AI Article Synopsis

  • Malaria is a serious infectious disease that needs quick diagnosis and treatment to prevent severe health issues or death, with microscopy being the standard but time-consuming method for diagnosis.
  • New paper-based diagnostic devices like lateral-flow immunoassays (LFAs) offer a faster and cheaper alternative for detecting malaria at the point of care, but they can sometimes miss infections if the parasite density is low.
  • To improve detection accuracy, researchers combined LFA with an aqueous two-phase system and nanozyme signal enhancement, achieving a highly sensitive detection limit for the malaria biomarker Plasmodium lactate dehydrogenase (pLDH) at 0.01 ng/mL in human serum.

Article Abstract

Malaria is an infectious disease that can cause severe sickness and death if not diagnosed and treated in a timely manner. The current gold standard technique for malaria diagnosis is microscopy, which requires a dedicated laboratory setting and trained personnel and can have a long time to result. These requirements can be alleviated using paper-based diagnostic devices that enable rapid and inexpensive diagnosis at the point of care, which can allow patients to receive treatment before their symptoms progress when used for early detection of diseases.

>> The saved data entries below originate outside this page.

//! Derivative orchestrator - walks a session and writes de-identified copies
//!
//! For every eligible DICOM series entry the orchestrator reads the files,
//! runs each decoded record through the [`Deidentifier`], and stores the
//! results in a sibling entry named by [`derivative_entry_name`]. Source
//! entries are never modified. A derivative left without files by a failed
//! write is filled in on the next run instead of blocking its source.

use crate::adapters::codec::ImageCodec;
use crate::adapters::store::RecordStore;
use crate::core::derivative::summary::{DeidError, DeidErrorType, DeidentificationSummary};
use crate::deidentification::audit::RecordAudit;
use crate::deidentification::{Deidentifier, DeidentifyOptions, RecordReport};
use crate::domain::{
    derivative_entry_name, derivative_file_name, DataType, EntryDescriptor, PhiScrubError,
    Result, RunId, Series, SeriesFile, SessionId,
};
use crate::logging::run_span;
use std::collections::{HashMap, HashSet};
use std::fmt;
use std::sync::Arc;
use std::time::Instant;
use tracing::Instrument;

/// Why an entry was not processed
#[derive(Debug, Clone, Copy, PartialEq, Eq)]
pub enum EntrySkipReason {
    /// Datatype other than a DICOM series
    NotDicomSeries,
    /// The entry is itself a derivative
    Derivative,
    /// A derivative of this entry already exists
    AlreadyDeidentified,
    /// The series holds no files
    EmptySeries,
}

impl fmt::Display for EntrySkipReason {
    fn fmt(&self, f: &mut fmt::Formatter<'_>) -> fmt::Result {
        let reason = match self {
            Self::NotDicomSeries => "not a DICOM series",
            Self::Derivative => "derivative entry",
            Self::AlreadyDeidentified => "already de-identified",
            Self::EmptySeries => "empty series",
        };
        f.write_str(reason)
    }
}

/// Decide whether an entry of the snapshot is eligible
///
/// `existing` holds every entry name known so far; `linked` holds every
/// `derived_from` value.
pub fn skip_reason(
    entry: &EntryDescriptor,
    existing: &HashSet<String>,
    linked: &HashSet<String>,
) -> Option<EntrySkipReason> {
    if entry.datatype != DataType::DicomSeries {
        return Some(EntrySkipReason::NotDicomSeries);
    }
    if entry.is_derivative() {
        return Some(EntrySkipReason::Derivative);
    }
    if linked.contains(&entry.name) || existing.contains(&derivative_entry_name(&entry.name)) {
        return Some(EntrySkipReason::AlreadyDeidentified);
    }
    None
}

/// A record transformed and ready to store
struct TransformedRecord {
    file: SeriesFile,
    report: RecordReport,
}

/// Derivative orchestrator
pub struct DerivativeOrchestrator {
    store: Arc<dyn RecordStore>,
    codec: Arc<dyn ImageCodec>,
    deidentifier: Arc<Deidentifier>,
}

impl DerivativeOrchestrator {
    /// Create a new orchestrator
    pub fn new(
        store: Arc<dyn RecordStore>,
        codec: Arc<dyn ImageCodec>,
        deidentifier: Arc<Deidentifier>,
    ) -> Self {
        Self {
            store,
            codec,
            deidentifier,
        }
    }

    /// De-identify every eligible entry of a session
    ///
    /// Entries are handled one at a time in store order. A failure while
    /// reading or writing one entry is recorded in the summary and the run
    /// moves on; the source stays eligible for the next run. Only a failure
    /// to list the session or a fatal NER error is returned as `Err`.
    pub async fn deidentify(
        &self,
        session: &SessionId,
        options: &DeidentifyOptions,
    ) -> Result<DeidentificationSummary> {
        let run_id = RunId::generate();
        self.run(run_id, session, options)
            .instrument(run_span(&run_id, session))
            .await
    }

    async fn run(
        &self,
        run_id: RunId,
        session: &SessionId,
        options: &DeidentifyOptions,
    ) -> Result<DeidentificationSummary> {
        let start_time = Instant::now();
        let mut summary = DeidentificationSummary::new(run_id, options.dry_run);

        tracing::info!(
            session = %session,
            run_id = %run_id,
            dry_run = options.dry_run,
            destroy_pixels = options.destroy_pixels,
            use_transformers = options.use_transformers,
            "Starting de-identification"
        );

        let entries = self
            .store
            .list_entries(session)
            .await
            .map_err(|e| match e {
                PhiScrubError::SessionNotFound(_) => e,
                other => PhiScrubError::Store(format!(
                    "Failed to list entries of session {session}: {other}"
                )),
            })?;

        let mut existing: HashSet<String> = entries.iter().map(|e| e.name.clone()).collect();
        // source name -> derivative entry linked to it
        let derivatives_of: HashMap<String, String> = entries
            .iter()
            .filter_map(|e| e.derived_from.clone().map(|source| (source, e.name.clone())))
            .collect();
        let linked: HashSet<String> = derivatives_of.keys().cloned().collect();

        for entry in &entries {
            summary.entries_seen += 1;

            let mut resumed = None;
            if let Some(reason) = skip_reason(entry, &existing, &linked) {
                if reason == EntrySkipReason::AlreadyDeidentified {
                    if let Some(derivative) = derivatives_of.get(&entry.name) {
                        if self.is_incomplete(session, derivative).await {
                            resumed = Some(derivative.clone());
                        }
                    }
                }
                if resumed.is_none() {
                    crate::log_entry_skipped!(session, entry.name, reason);
                    summary.entries_skipped += 1;
                    continue;
                }
            }

            let derivative = match &resumed {
                Some(derivative) => {
                    tracing::info!(
                        session = %session,
                        entry = %entry.name,
                        derivative = %derivative,
                        "Resuming incomplete derivative"
                    );
                    derivative.clone()
                }
                None => derivative_entry_name(&entry.name),
            };
            let series = match self.store.read_series(session, &entry.name).await {
                Ok(series) => series,
                Err(e) => {
                    tracing::error!(
                        session = %session,
                        entry = %entry.name,
                        error = %e,
                        "Failed to read series"
                    );
                    summary.entries_failed += 1;
                    summary.add_error(
                        DeidError::new(DeidErrorType::Read, e.to_string())
                            .with_context(entry.name.clone()),
                    );
                    continue;
                }
            };

            if series.is_empty() {
                crate::log_entry_skipped!(session, entry.name, EntrySkipReason::EmptySeries);
                summary.entries_skipped += 1;
                continue;
            }

            let transformed = self
                .transform_series(&entry.name, series, options, &mut summary)
                .await?;

            if transformed.is_empty() {
                tracing::warn!(
                    session = %session,
                    entry = %entry.name,
                    "No record could be transformed, derivative not created"
                );
                summary.entries_failed += 1;
                continue;
            }

            let record_count = transformed.len();
            let mut files = Vec::with_capacity(record_count);
            let mut audited = Vec::with_capacity(record_count);
            for record in transformed {
                audited.push((record.file.name.clone(), record.report));
                files.push(record.file);
            }

            if !options.dry_run {
                if let Err(e) = self
                    .write_derivative(
                        session,
                        &entry.name,
                        &derivative,
                        Series::new(files),
                        resumed.is_some(),
                    )
                    .await
                {
                    tracing::error!(
                        session = %session,
                        entry = %entry.name,
                        derivative = %derivative,
                        error = %e,
                        "Failed to write derivative"
                    );
                    summary.entries_failed += 1;
                    summary.add_error(
                        DeidError::new(DeidErrorType::Write, e.to_string())
                            .with_context(derivative),
                    );
                    continue;
                }
                existing.insert(derivative.clone());
                summary.derivatives_created.push(derivative.clone());
            }

            self.write_audit(run_id, session, &entry.name, audited, options, &mut summary);

            summary.entries_processed += 1;
            tracing::info!(
                session = %session,
                entry = %entry.name,
                derivative = %derivative,
                records = record_count,
                dry_run = options.dry_run,
                "Entry de-identified"
            );
        }

        let summary = summary.with_duration(start_time.elapsed());
        crate::log_deidentify_complete!(
            session,
            summary.derivatives_created.len(),
            summary.duration
        );
        Ok(summary)
    }

    /// Decode, de-identify and re-encode every file of a series, in order
    ///
    /// Records that fail are counted and dropped; a fatal error aborts.
    async fn transform_series(
        &self,
        entry: &str,
        series: Series,
        options: &DeidentifyOptions,
        summary: &mut DeidentificationSummary,
    ) -> Result<Vec<TransformedRecord>> {
        let mut transformed = Vec::with_capacity(series.len());

        for file in series.files {
            let context = format!("{entry}/{}", file.name);

            let record = match self.codec.decode(&file.content) {
                Ok(record) => record,
                Err(e) => {
                    crate::log_record_failed!(entry, file.name, e);
                    summary.records_failed += 1;
                    summary.add_error(
                        DeidError::new(DeidErrorType::Decode, e.to_string()).with_context(context),
                    );
                    continue;
                }
            };

            let (record, report) = match self.deidentifier.process_record(record, options).await {
                Ok(processed) => processed,
                Err(e) if e.is_fatal() => {
                    tracing::error!(entry = %entry, file = %file.name, error = %e, "Aborting run");
                    return Err(e);
                }
                Err(e) => {
                    crate::log_record_failed!(entry, file.name, e);
                    summary.records_failed += 1;
                    summary.add_error(
                        DeidError::new(DeidErrorType::Process, e.to_string())
                            .with_context(context),
                    );
                    continue;
                }
            };

            let content = match self.codec.encode(&record) {
                Ok(content) => content,
                Err(e) => {
                    crate::log_record_failed!(entry, file.name, e);
                    summary.records_failed += 1;
                    summary.add_error(
                        DeidError::new(DeidErrorType::Encode, e.to_string()).with_context(context),
                    );
                    continue;
                }
            };

            summary.record(&report);
            transformed.push(TransformedRecord {
                file: SeriesFile::new(derivative_file_name(&file.name), content),
                report,
            });
        }

        Ok(transformed)
    }

    /// Store the derivative series, creating the entry unless a previous
    /// run already did
    async fn write_derivative(
        &self,
        session: &SessionId,
        source: &str,
        derivative: &str,
        series: Series,
        resume: bool,
    ) -> Result<()> {
        if !resume {
            self.store
                .create_entry(session, derivative, DataType::DicomSeries, Some(source))
                .await?;
        }
        self.store.write_series(session, derivative, series).await
    }

    /// A derivative entry left without files by an interrupted write
    async fn is_incomplete(&self, session: &SessionId, derivative: &str) -> bool {
        match self.store.read_series(session, derivative).await {
            Ok(series) => series.is_empty(),
            Err(e) => {
                tracing::warn!(
                    session = %session,
                    derivative = %derivative,
                    error = %e,
                    "Failed to inspect existing derivative"
                );
                false
            }
        }
    }

    /// One audit line per transformed record, named by its output file
    fn write_audit(
        &self,
        run_id: RunId,
        session: &SessionId,
        entry: &str,
        records: Vec<(String, RecordReport)>,
        options: &DeidentifyOptions,
        summary: &mut DeidentificationSummary,
    ) {
        let Some(audit) = self.deidentifier.audit() else {
            return;
        };

        for (output_name, report) in records {
            let mut line = RecordAudit::new(
                run_id,
                session.as_str(),
                entry,
                report.record_id,
                output_name.clone(),
            );
            line.dry_run = options.dry_run;
            line.pixels_destroyed = report.pixels_destroyed;
            line.fields = report.changes;

            if let Err(e) = audit.log_record(&line) {
                tracing::warn!(
                    entry = %entry,
                    file = %output_name,
                    error = %e,
                    "Failed to write audit entry"
                );
                summary.add_error(
                    DeidError::new(DeidErrorType::Audit, e.to_string())
                        .with_context(format!("{entry}/{output_name}")),
                );
            }
        }
    }
}

impl fmt::Debug for DerivativeOrchestrator {
    fn fmt(&self, f: &mut fmt::Formatter<'_>) -> fmt::Result {
        f.debug_struct("DerivativeOrchestrator")
            .field("deidentifier", &self.deidentifier)
            .finish_non_exhaustive()
    }
}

The lateral-flow immunoassay (LFA) is one such device, but currently available LFAs are susceptible to false negative results caused by low parasite density. To improve sensitivity and detection, we utilized the aqueous two-phase system (ATPS) to concentrate and purify the sample, and nanozyme signal enhancement to increase the intensity of the visible signal on the test strip. We were able to achieve a limit of detection (LOD) of 0.01 ng/mL for the malaria biomarker Plasmodium lactate dehydrogenase (pLDH) in human serum using a multi-step assay combining the LFA format with the ATPS and nanozyme signal enhancement.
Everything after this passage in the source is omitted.